Permessi per insegne commerciali: la guida definitiva tra burocrazia e silenzio-assenso

Permessi per insegne commerciali: la guida definitiva tra burocrazia e silenzio-assenso

Quando si decide di rinnovare l’immagine del proprio negozio o di aprire una nuova attività, la scelta dell’insegna luminosa è fondamentale. È il tuo primo biglietto da visita. Prima di passare alla fase di installazione, però, è obbligatorio confrontarsi con la burocrazia per ottenere i permessi per insegne commerciali richiesti dalla legge. Quali permessi servono davvero? Quando si paga la tassa sulla pubblicità?

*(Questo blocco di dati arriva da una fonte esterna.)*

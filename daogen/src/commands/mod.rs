mod check;
mod completions;
mod generate;

use std::path::Path;

use check::CheckCommand;
use clap::{Parser, Subcommand};
use completions::CompletionsCommand;
use daogen_schema::SchemaDescriptor;
use eyre::Result;
use generate::GenerateCommand;

/// Read the schema file, exiting with a rendered report when it is invalid.
pub(crate) fn open_schema(path: &Path) -> SchemaDescriptor {
    match daogen_schema::parse_file(path) {
        Ok(schema) => schema,
        Err(e) => {
            eprintln!("{:?}", miette::Report::new(*e));
            std::process::exit(1);
        }
    }
}

#[derive(Parser)]
#[command(name = "daogen")]
#[command(version)]
#[command(about = "Generate entities and DAOs from a table schema")]
pub(crate) struct Cli {
    #[command(subcommand)]
    command: Commands,
}

impl Cli {
    pub fn run(&self) -> Result<()> {
        match &self.command {
            Commands::Generate(cmd) => cmd.run(),
            Commands::Check(cmd) => cmd.run(),
            Commands::Completions(cmd) => cmd.run(),
        }
    }
}

#[derive(Subcommand)]
enum Commands {
    /// Generate Rust sources from a schema file
    Generate(GenerateCommand),

    /// Validate a schema file and list what generation would skip
    Check(CheckCommand),

    /// Generate shell completions
    Completions(CompletionsCommand),
}

#[cfg(test)]
mod tests {
    use clap::CommandFactory;

    use super::*;

    #[test]
    fn test_cli_definition() {
        Cli::command().debug_assert();
    }

    #[test]
    fn test_generate_defaults() {
        let cli = Cli::try_parse_from(["daogen", "generate"]).unwrap();
        match cli.command {
            Commands::Generate(cmd) => {
                assert_eq!(cmd.schema, Path::new("daogen.toml"));
                assert_eq!(cmd.output, Path::new("src/generated"));
                assert!(!cmd.dry_run);
            }
            _ => panic!("expected generate"),
        }
    }
}
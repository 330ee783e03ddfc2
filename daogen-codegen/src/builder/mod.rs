//! Structured document building.
//!
//! - [`CodeFragment`] - Intermediate representation for code pieces
//! - [`Renderable`] - Trait for types that can be converted to code fragments
//! - [`CodeBuilder`] - Renders fragments with indentation in one pass
//! - [`Indent`] - Indentation configuration

mod code_builder;
mod indent;
mod renderable;

pub use code_builder::{CodeBuilder, render};
pub use indent::Indent;
pub use renderable::{CodeFragment, Renderable};
//! `enums.rs`: one Rust enum per database enum.

use daogen_codegen::CodeFragment;
use daogen_schema::EnumDescriptor;

use super::EmitContext;
use crate::ast::{Arm, Enum, Fn, Impl, Match, Param, Variant};
use crate::rust_file::RustFile;

pub(crate) fn enums_file(ctx: &EmitContext<'_>) -> String {
    let mut file = RustFile::new()
        .doc("Enums backed by string literals.")
        .use_stmt(ctx.runtime_use(&["EnumLiteral", "KeyValues", "SqlValue"]));

    for descriptor in ctx.schema.enums.values() {
        let name = ctx.naming.enum_name(&descriptor.name);
        let variants: Vec<(String, &str)> = descriptor
            .literals
            .iter()
            .map(|literal| (ctx.naming.variant_name(literal), literal.as_str()))
            .collect();

        file = file
            .add(enum_type(&name, descriptor, &variants))
            .add(literal_impl(&name, &variants))
            .add(sql_value_impl(&name))
            .add(key_values_impl(&name));
    }
    file.render()
}

fn enum_type(name: &str, descriptor: &EnumDescriptor, variants: &[(String, &str)]) -> Enum {
    variants.iter().fold(
        Enum::new(name)
            .doc(format!("Literals of the `{}` enum.", descriptor.name))
            .derives(&["Debug", "Clone", "Copy", "PartialEq", "Eq", "Hash"]),
        |e, (variant, literal)| e.variant(Variant::new(variant).doc(format!("`{}`", literal))),
    )
}

fn literal_impl(name: &str, variants: &[(String, &str)]) -> Impl {
    let literals = variants
        .iter()
        .map(|(_, literal)| format!("{:?}", literal))
        .collect::<Vec<_>>()
        .join(", ");

    let to_literal = Match::new("self").arms(variants.iter().map(|(variant, literal)| {
        Arm::new(format!("{}::{}", name, variant), format!("{:?}", literal))
    }));
    let from_literal = Match::new("literal")
        .arms(variants.iter().map(|(variant, literal)| {
            Arm::new(format!("{:?}", literal), format!("Some({}::{})", name, variant))
        }))
        .arm(Arm::new("_", "None"));

    Impl::new(name)
        .for_trait("EnumLiteral")
        .item(vec![CodeFragment::Line(format!(
            "const LITERALS: &'static [&'static str] = &[{}];",
            literals
        ))])
        .method(
            Fn::new("literal")
                .param(Param::receiver("&self"))
                .returns("&'static str")
                .body_node(to_literal),
        )
        .method(
            Fn::new("from_literal")
                .param(Param::new("literal", "&str"))
                .returns("Option<Self>")
                .body_node(from_literal),
        )
}

fn sql_value_impl(name: &str) -> Impl {
    Impl::new("SqlValue").for_trait(format!("From<{}>", name)).method(
        Fn::new("from")
            .param(Param::new("value", name))
            .returns("Self")
            .body_line("SqlValue::Text(value.literal().to_string())"),
    )
}

fn key_values_impl(name: &str) -> Impl {
    Impl::new(name).for_trait("KeyValues").method(
        Fn::new("key_values")
            .param(Param::receiver("&self"))
            .returns("Vec<SqlValue>")
            .body_line("vec![SqlValue::from(*self)]"),
    )
}
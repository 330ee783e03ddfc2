use std::path::PathBuf;

use miette::{Diagnostic, NamedSource, SourceSpan};
use thiserror::Error;

/// Result type for schema operations (boxed to reduce size on stack)
pub type Result<T> = std::result::Result<T, Box<Error>>;

#[derive(Debug, Error, Diagnostic)]
pub enum Error {
    #[error("failed to read '{path}'")]
    #[diagnostic(help("pass the schema file with --schema <path>"))]
    Io {
        path: PathBuf,
        #[source]
        source: std::io::Error,
    },

    #[error("failed to parse schema file")]
    #[diagnostic(code(daogen::parse_error))]
    Parse {
        #[source_code]
        src: NamedSource<String>,
        #[label("parse error here")]
        span: Option<SourceSpan>,
        #[source]
        source: toml::de::Error,
    },

    #[error("{message}")]
    #[diagnostic(code(daogen::validation_error))]
    Validation {
        #[source_code]
        src: NamedSource<String>,
        #[label("{message}")]
        span: Option<SourceSpan>,
        message: String,
    },

    #[error("'{name}' is a Rust reserved keyword")]
    #[diagnostic(
        code(daogen::reserved_keyword),
        help("rename the {context} '{name}', e.g. '{name}s' or '{name}_table'")
    )]
    ReservedKeyword {
        #[source_code]
        src: NamedSource<String>,
        #[label("reserved keyword used here")]
        span: Option<SourceSpan>,
        name: String,
        context: String,
    },

    #[error("invalid {context} name '{name}'")]
    #[diagnostic(
        code(daogen::invalid_identifier),
        help(
            "{reason}. Use only letters, numbers, underscores and dashes, starting with a letter or underscore."
        )
    )]
    InvalidIdentifier {
        #[source_code]
        src: NamedSource<String>,
        #[label("invalid identifier")]
        span: Option<SourceSpan>,
        name: String,
        context: String,
        reason: String,
    },

    #[error("key of table '{table}' references unknown column '{column}'")]
    #[diagnostic(
        code(daogen::unknown_key_column),
        help("key columns must be declared in [[tables.columns]] of the same table")
    )]
    UnknownKeyColumn {
        #[source_code]
        src: NamedSource<String>,
        #[label("unknown column")]
        span: Option<SourceSpan>,
        table: String,
        column: String,
    },

    #[error("column '{column}' references undefined enum '{enum_name}'")]
    #[diagnostic(
        code(daogen::unknown_enum),
        help("declare it as [enums.{enum_name}] with a list of literals")
    )]
    UnknownEnum {
        #[source_code]
        src: NamedSource<String>,
        #[label("undefined enum")]
        span: Option<SourceSpan>,
        column: String,
        enum_name: String,
    },

    #[error("column '{column}' of table '{table}' collides with column '{existing}'")]
    #[diagnostic(
        code(daogen::duplicate_column),
        help("column names must stay distinct after conversion to snake_case")
    )]
    DuplicateColumn {
        #[source_code]
        src: NamedSource<String>,
        #[label("collides with '{existing}'")]
        span: Option<SourceSpan>,
        table: String,
        column: String,
        existing: String,
    },
}

impl Error {
    /// Create a parse error from a toml error with source context
    pub fn parse(source: toml::de::Error, src: &str, filename: &str) -> Box<Self> {
        let span = source.span().map(SourceSpan::from);
        Box::new(Error::Parse {
            src: NamedSource::new(filename, src.to_string()),
            span,
            source,
        })
    }

    /// Create a validation error with source context
    pub fn validation(
        message: impl Into<String>,
        src: &str,
        filename: &str,
        span: Option<SourceSpan>,
    ) -> Box<Self> {
        Box::new(Error::Validation {
            src: NamedSource::new(filename, src.to_string()),
            span,
            message: message.into(),
        })
    }
}
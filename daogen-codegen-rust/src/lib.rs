//! Rust target for daogen.
//!
//! [`Generator`] turns a [`SchemaDescriptor`](daogen_schema::SchemaDescriptor)
//! into entity structs, shared-interface traits, backing records and DAOs
//! that run on `daogen_runtime`.

mod emit;
mod generator;
mod rust_file;
mod type_mapper;

pub mod ast;

pub use ast::{Arm, Enum, Field, Fn, Impl, Match, Param, Struct, Trait, Variant};
pub use daogen_codegen::{GenerateResult, LanguageCodegen, PreviewFile};
pub use generator::{Generator, Output};
pub use rust_file::{RustFile, Use};
pub use type_mapper::{Access, RustTypeMapper};
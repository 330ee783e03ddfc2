//! Rust impl block builder.

use daogen_codegen::{CodeFragment, Renderable};

use super::Fn;

/// Builder for Rust impl blocks.
#[derive(Debug, Clone)]
pub struct Impl {
    type_name: String,
    generics: Option<String>,
    trait_name: Option<String>,
    items: Vec<Vec<CodeFragment>>,
}

impl Impl {
    pub fn new(type_name: impl Into<String>) -> Self {
        Self {
            type_name: type_name.into(),
            generics: None,
            trait_name: None,
            items: Vec::new(),
        }
    }

    /// Generic parameters, e.g. `X: QueryExecutor` for `impl<X: QueryExecutor>`.
    pub fn generics(mut self, generics: impl Into<String>) -> Self {
        self.generics = Some(generics.into());
        self
    }

    /// Create an impl block for a trait.
    pub fn for_trait(mut self, trait_name: impl Into<String>) -> Self {
        self.trait_name = Some(trait_name.into());
        self
    }

    /// An associated type, e.g. `type Id = i32;`.
    pub fn assoc_type(mut self, name: &str, ty: &str) -> Self {
        self.items
            .push(vec![CodeFragment::Line(format!("type {} = {};", name, ty))]);
        self
    }

    /// Any other item, e.g. an associated constant.
    pub fn item(mut self, fragments: Vec<CodeFragment>) -> Self {
        self.items.push(fragments);
        self
    }

    /// Add a method. Methods of trait impls are rendered without `pub`, so
    /// call [`Impl::for_trait`] first.
    pub fn method(mut self, method: Fn) -> Self {
        let method = if self.trait_name.is_some() {
            method.private()
        } else {
            method
        };
        self.items.push(method.to_fragments());
        self
    }

    pub fn methods(mut self, methods: impl IntoIterator<Item = Fn>) -> Self {
        for method in methods {
            self = self.method(method);
        }
        self
    }

    pub fn is_empty(&self) -> bool {
        self.items.is_empty()
    }

    fn format_header(&self) -> String {
        let generics = self
            .generics
            .as_ref()
            .map(|g| format!("<{}>", g))
            .unwrap_or_default();
        match &self.trait_name {
            Some(trait_name) => format!(
                "impl{} {} for {} {{",
                generics, trait_name, self.type_name
            ),
            None => format!("impl{} {} {{", generics, self.type_name),
        }
    }

    fn items_to_fragments(&self) -> Vec<CodeFragment> {
        self.items
            .iter()
            .enumerate()
            .flat_map(|(i, item)| {
                let mut fragments = Vec::new();
                if i > 0 {
                    fragments.push(CodeFragment::Blank);
                }
                fragments.extend(item.iter().cloned());
                fragments
            })
            .collect()
    }
}

impl Renderable for Impl {
    fn to_fragments(&self) -> Vec<CodeFragment> {
        vec![CodeFragment::braced(
            self.format_header(),
            self.items_to_fragments(),
        )]
    }
}

#[cfg(test)]
mod tests {
    use daogen_codegen::builder::render;

    use super::*;
    use crate::ast::Param;

    #[test]
    fn test_empty_impl() {
        assert_eq!(render(&Impl::new("Foo")), "impl Foo {\n}\n");
    }

    #[test]
    fn test_generic_trait_impl() {
        let i = render(
            &Impl::new("SomethingDao<X>")
                .generics("X: QueryExecutor")
                .method(Fn::new("count").param(Param::receiver("&self"))),
        );
        assert!(i.starts_with("impl<X: QueryExecutor> SomethingDao<X> {"));
        assert!(i.contains("    pub fn count(&self) {"));
    }

    #[test]
    fn test_trait_methods_are_not_pub() {
        let i = render(
            &Impl::new("Something")
                .for_trait("Default")
                .method(Fn::new("default").returns("Self").body_line("Self::new()")),
        );
        assert!(i.contains("    fn default() -> Self {"));
        assert!(!i.contains("pub fn"));
    }

    #[test]
    fn test_assoc_items() {
        let i = render(
            &Impl::new("Something")
                .for_trait("Identifiable")
                .assoc_type("Id", "i32")
                .item(vec![CodeFragment::block(
                    "const TABLE: TableMeta = TableMeta {",
                    vec![CodeFragment::line("name: \"something\",")],
                    Some("};".to_string()),
                )]),
        );
        assert_eq!(
            i,
            "impl Identifiable for Something {\n    type Id = i32;\n\n    const TABLE: TableMeta = TableMeta {\n        name: \"something\",\n    };\n}\n"
        );
    }
}
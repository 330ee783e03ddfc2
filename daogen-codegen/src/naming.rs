//! Naming strategy for wire fields, identifiers and method fragments.

use daogen_core::{is_rust_keyword, to_pascal_case, to_snake_case};
use daogen_schema::{ColumnDescriptor, TableDescriptor};

/// Maps descriptor names to generated names.
///
/// The defaults keep wire field names equal to column names and derive Rust
/// identifiers by case conversion. Implementors override only what they need.
pub trait NamingStrategy {
    /// Wire field name used in JSON objects.
    fn json_field(&self, column: &ColumnDescriptor) -> String {
        column.name.clone()
    }

    /// Struct field / getter identifier, escaped when it is a keyword.
    fn field_name(&self, column: &ColumnDescriptor) -> String {
        escape_identifier(&to_snake_case(&column.name))
    }

    /// Fragment used in derived method names (`set_x`, `find_one_by_x`).
    fn method_fragment(&self, column: &ColumnDescriptor) -> String {
        to_snake_case(&column.name)
    }

    /// Type name of the plain entity struct.
    fn type_name(&self, table: &TableDescriptor) -> String {
        to_pascal_case(&table.name)
    }

    /// Module / file stem for a table.
    fn module_name(&self, table: &TableDescriptor) -> String {
        to_snake_case(&table.name)
    }

    /// Type name for a database enum.
    fn enum_name(&self, name: &str) -> String {
        to_pascal_case(name)
    }

    /// Variant name for an enum literal.
    fn variant_name(&self, literal: &str) -> String {
        let name = to_pascal_case(literal);
        if name.starts_with(|c: char| c.is_ascii_digit()) {
            format!("V{}", name)
        } else {
            escape_identifier(&name)
        }
    }
}

/// The default naming strategy.
#[derive(Debug, Clone, Copy, Default)]
pub struct DefaultNaming;

impl NamingStrategy for DefaultNaming {}

/// Wire field a column is read from and written to.
#[derive(Debug, Clone, PartialEq, Eq)]
pub struct JsonFieldMapping<'a> {
    pub column: &'a ColumnDescriptor,
    pub field: String,
}

/// One mapping per column, in declared order.
pub fn json_mappings<'a>(
    table: &'a TableDescriptor,
    naming: &dyn NamingStrategy,
) -> Vec<JsonFieldMapping<'a>> {
    table
        .columns
        .iter()
        .map(|column| JsonFieldMapping {
            column,
            field: naming.json_field(column),
        })
        .collect()
}

/// Escape a keyword as a raw identifier.
///
/// `self`, `Self`, `super` and `crate` cannot be raw identifiers and get a
/// trailing underscore instead.
pub fn escape_identifier(name: &str) -> String {
    match name {
        "self" | "Self" | "super" | "crate" => format!("{}_", name),
        _ if is_rust_keyword(name) => format!("r#{}", name),
        _ => name.to_string(),
    }
}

Come funziona la nuova regola del “se il Comune non risponde”? In questa guida pratica noi di Neon Artigiana Pubblicità ti spieghiamo come metterti in regola per installare la tua insegna commerciale senza rischiare sanzioni.


 



Quali autorizzazioni servono per l’insegna di un negozio?

Non è possibile installare un’insegna pubblicitaria sulla facciata esterna di un locale senza una comunicazione ufficiale. A seconda del regolamento edilizio del tuo Comune, la procedura per ottenere le autorizzazioni per insegne commerciali si divide principalmente in due strade:

1. La SCIA (Segnalazione Certificata di Inizio Attività)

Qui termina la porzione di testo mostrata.